#### DATA RECORDS ####
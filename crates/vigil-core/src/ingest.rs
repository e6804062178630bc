//! Ingestor
//!
//! Pulls raw records from the broker, parses them and offers them to the
//! bounded queue without ever blocking on it. The read position is committed
//! once the hand-off is decided, so a crash before that point redelivers the
//! record.

use crate::broker::{EventSource, RawRecord};
use crate::error::QueueFull;
use crate::event::Event;
use crate::queue::QueueProducer;
use crate::telemetry::Telemetry;
use std::sync::Arc;
use std::thread;
use std::time::{Duration, Instant};
use tokio_util::sync::CancellationToken;
use tracing::{debug, info, warn};

/// How a single record left the ingestor.
#[derive(Debug, Clone, Copy, PartialEq, Eq)]
pub enum Handoff {
    Queued,
    /// Queue was full; the event was dropped.
    Dropped,
    /// Unparsable payload, skipped.
    Malformed,
}

pub struct Ingestor {
    source: Box<dyn EventSource>,
    producer: QueueProducer,
    telemetry: Arc<Telemetry>,
    poll_timeout: Duration,
    retry_delay: Duration,
}

impl Ingestor {
    pub fn new(
        source: Box<dyn EventSource>,
        producer: QueueProducer,
        telemetry: Arc<Telemetry>,
        poll_timeout: Duration,
        retry_delay: Duration,
    ) -> Self {
        Self {
            source,
            producer,
            telemetry,
            poll_timeout,
            retry_delay,
        }
    }

    /// Runs until `cancel` fires, then hands the source back so the caller
    /// can close it. Dropping `self` closes the queue for the workers.
    pub fn run(mut self, cancel: CancellationToken) -> Box<dyn EventSource> {
        info!("Ingestor active.");

        while !cancel.is_cancelled() {
            match self.source.poll(self.poll_timeout) {
                Ok(Some(record)) => {
                    self.handle(&record);
                    if let Err(err) = self.source.commit(&record) {
                        warn!(
                            partition = record.partition,
                            offset = record.offset,
                            error = %err,
                            "Commit failed, record may be redelivered"
                        );
                    }
                }
                Ok(None) => {}
                Err(err) => {
                    warn!(error = %err, "Broker poll failed");
                    pause(&cancel, self.retry_delay);
                }
            }
        }

        info!(
            accepted = self.telemetry.ingested.get(),
            dropped = self.producer.dropped(),
            "Ingestor stopped."
        );
        self.source
    }

    /// Parses one record and offers it to the queue.
    pub fn handle(&self, record: &RawRecord) -> Handoff {
        let event = match Event::parse(&record.payload) {
            Ok(event) => event,
            Err(err) => {
                self.telemetry.parse_errors.inc();
                warn!(
                    partition = record.partition,
                    offset = record.offset,
                    error = %err,
                    "Skipping malformed record"
                );
                return Handoff::Malformed;
            }
        };

        let outcome = match self.producer.offer(event) {
            Ok(()) => {
                self.telemetry.ingested.inc();
                Handoff::Queued
            }
            Err(QueueFull(event)) => {
                self.telemetry.dropped.inc();
                warn!(
                    event_id = %event.id,
                    dropped = self.producer.dropped(),
                    "Queue full, dropping event"
                );
                Handoff::Dropped
            }
        };
        self.telemetry.queue_depth.set(self.producer.len() as i64);
        debug!(partition = record.partition, offset = record.offset, ?outcome, "record handled");
        outcome
    }
}

/// Sleeps for `delay`, waking early on cancellation.
fn pause(cancel: &CancellationToken, delay: Duration) {
    const SLICE: Duration = Duration::from_millis(50);
    let until = Instant::now() + delay;
    while !cancel.is_cancelled() {
        let left = until.saturating_duration_since(Instant::now());
        if left.is_zero() {
            break;
        }
        thread::sleep(left.min(SLICE));
    }
}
####
• _YOUR GOAL_
Beginning with the first line of the entries, repeat each line exactly until you have reproduced the one containing "point redelivers the", and add nothing further.

• _SOLUTION_
filename crates/vigil-core/src/ingest.rs
repository e6804062178630bc
//! Ingestor
//!
//! Pulls raw records from the broker, parses them and offers them to the
//! bounded queue without ever blocking on it. The read position is committed
//! once the hand-off is decided, so a crash before that point redelivers the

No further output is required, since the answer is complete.